Microsoft fixes two Windows zero-days exploited in malware attacks

Microsoft

Microsoft has fixed two actively exploited zero-day vulnerabilities during the April 2024 Patch Tuesday, although the company failed to initially tag them as such.

The first, tracked as CVE-2024-26234 and described as a proxy driver spoofing vulnerability, was issued to track a malicious driver signed using a valid Microsoft Hardware Publisher Certificate that was found by Sophos X-Ops in December 2023 and reported by team lead Christopher Budd.

This malicious file was labeled as “Catalog Authentication Client Service” by “Catalog Thales,” likely an attempt to impersonate Thales Group. However, further investigation revealed that it was previously bundled with a marketing software called LaiXi Android Screen Mirroring.

While Sophos couldn’t verify the authenticity of LaiXi software, Budd says they’re confident the file is a malicious backdoor.

“Just as we did in 2022, we immediately reported our findings to the Microsoft Security Response Center. After validating our discovery, the team at Microsoft has added the relevant files to its revocation list (updated today as part of the usual Patch Tuesday cycle; see CVE-2024-26234),” Budd said.

Sophos’ findings confirm and build upon information shared in a January report by cybersecurity company Stairwell and a tweet by reverse engineering expert Johann Aydinba.

Since its release earlier today, Redmond has updated the advisory to correct CVE-2024-26234’s exploitation status, confirming it as exploited in the wild and publicly disclosed.

Sophos reported other malicious drivers signed with legitimate WHCP certificates in July 2023 and December 2022, but for those, Microsoft published security advisories instead of issuing CVE-IDs like today.

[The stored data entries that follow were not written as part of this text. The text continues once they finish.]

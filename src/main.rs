//! Mirror Redirector Server
//!
//! Loads the configuration, publishes the initial topology and serves
//! redirects. `SIGHUP` re-reads the configuration like `/reload` does.

use anyhow::{Context, Result};
use mirror_redirector::{
    GeoLocator, MaxMindLocator, MetricsEndpoint, RedirectEngine, RedirectServer,
    RedirectSettings, RedirectorConfig, RedirectorMetrics, ReloadHandler, StaticLocator,
    TopologyController,
};
use std::env;
use std::net::SocketAddr;
use std::sync::Arc;
use tracing::{debug, error, info, warn};

/// Main entry point for the redirector
///
/// # Usage
/// ```bash
/// # Start with default config (redirector.yaml)
/// mirror-redirector
///
/// # Start with custom config
/// mirror-redirector /etc/redirector/redirector.yaml
/// ```
#[tokio::main]
async fn main() -> Result<()> {
    // Initialize logging
    tracing_subscriber::fmt()
        .with_max_level(tracing::Level::INFO)
        .with_target(false)
        .with_thread_ids(true)
        .with_line_number(true)
        .init();

    info!("Starting Mirror Redirector");

    let config_path = env::args()
        .nth(1)
        .unwrap_or_else(|| "redirector.yaml".to_string());

    info!("Loading configuration from: {}", config_path);

    let config = RedirectorConfig::from_file(&config_path)
        .with_context(|| format!("failed to load configuration from {}", config_path))?;

    info!("Configuration loaded successfully");
    info!("  - Bind address: {}", config.bind_address);
    info!("  - Mirrors: {}", config.topology.mirrors.len());
    info!("  - Regions: {}", config.topology.regions.len());
    info!("  - Default scheme: {}", config.default_scheme);
    info!("  - GeoIP database: {:?}", config.geodb_path);
    info!("  - Remap source: {:?}", config.remap.as_ref().map(|r| &r.path));

    let locator: Arc<dyn GeoLocator> = match &config.geodb_path {
        Some(path) => Arc::new(MaxMindLocator::open(path)?),
        None => {
            warn!("No GeoIP database configured, every client resolves to the fallback coordinate");
            Arc::new(StaticLocator::new())
        }
    };

    let metrics = RedirectorMetrics::new().context("failed to register metrics")?;

    let controller = Arc::new(TopologyController::empty());
    let reload = Arc::new(
        ReloadHandler::new(Arc::clone(&controller), &config_path)
            .with_auth(config.reload_token.clone())
            .with_metrics(metrics.clone()),
    );

    if config.reload_token.is_none() {
        warn!("No reload_token configured, /reload will refuse every request");
    }

    // Initial load goes through the same path as every later reload
    let report = reload.spawn_reload().await.context("failed to build initial topology")?;
    info!(
        "Serving {} mirrors ({} available)",
        report.mirrors, report.available_mirrors
    );

    if let Some(endpoint) = config.metrics_endpoint.as_ref().filter(|e| e.enabled) {
        let addr: SocketAddr = endpoint
            .address
            .parse()
            .with_context(|| format!("invalid metrics address {}", endpoint.address))?;
        let metrics_endpoint = MetricsEndpoint::new(metrics.clone(), addr);
        tokio::spawn(async move {
            if let Err(e) = metrics_endpoint.start().await {
                error!("Metrics endpoint stopped: {}", e);
            }
        });
    }

    spawn_reload_on_hangup(Arc::clone(&reload));

    let engine = Arc::new(RedirectEngine::new(
        controller,
        locator,
        metrics,
        RedirectSettings::from_config(&config),
    ));

    let addr: SocketAddr = config
        .bind_address
        .parse()
        .with_context(|| format!("invalid bind address {}", config.bind_address))?;

    let server = Arc::new(RedirectServer::new(engine, reload));
    server.start(addr).await?;

    Ok(())
}

#[cfg(unix)]
fn spawn_reload_on_hangup(reload: Arc<ReloadHandler>) {
    use tokio::signal::unix::{signal, SignalKind};

    tokio::spawn(async move {
        let mut hangup = match signal(SignalKind::hangup()) {
            Ok(hangup) => hangup,
            Err(e) => {
                warn!("Failed to install SIGHUP handler: {}", e);
                return;
            }
        };

        while hangup.recv().await.is_some() {
            info!("Received SIGHUP, reloading {}", reload.config_path().display());
            if let Err(e) = reload.spawn_reload().await {
                debug!("SIGHUP reload left the live topology in place: {}", e);
            }
        }
    });
}

#[cfg(not(unix))]
fn spawn_reload_on_hangup(_reload: Arc<ReloadHandler>) {}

MotW bypass exploited in malware attacks

The second zero-day silently patched today by Microsoft is tracked as CVE-2024-29988 and described as a SmartScreen prompt security feature bypass vulnerability caused by a protection mechanism failure weakness.

CVE-2024-29988 is a bypass for the CVE-2024-21412 flaw and was reported by Peter Girnus of Trend Micro’s Zero Day Initiative and Google’s Threat Analysis Group Dmitrij Lenz and Vlad Stolyarov.

ZDI’s Head of Threat Awareness Dustin Childs tagged it as actively used in attacks to deploy malware on targeted Windows systems after evading EDR/NDR detection and bypassing the Mark of the Web (MotW) feature.

“This vulnerability is related to CVE-2024-21412, which was discovered by ZDI threat researchers in the wild and first addressed in February,” Childs told BleepingComputer.

“The first patch did not completely resolve the vulnerability. This update addresses the second part of the exploit chain. Microsoft did not indicate they were patching this vulnerability, so it was a (welcome) surprise when the patch went live.”

The financially motivated Water Hydra hacking group that exploits CVE-2024-29988 also used CVE-2024-21412 as a zero-day on New Year’s Eve to target forex trading forums and stock trading Telegram channels in spearphishing attacks that deployed the DarkMe remote access trojan (RAT).

CVE-2024-21412 was itself a bypass for another Defender SmartScreen vulnerability tracked as CVE-2023-36025, patched during the November 2023 Patch Tuesday and exploited as a zero-day to drop Phemedrone malware.

Today, Microsoft released security updates for 150 vulnerabilities as part of April 2024’s Patch Tuesday, 67 of which were remote code execution bugs.

A Microsoft spokesperson couldn’t immediately provide a statement when contacted by BleepingComputer earlier today.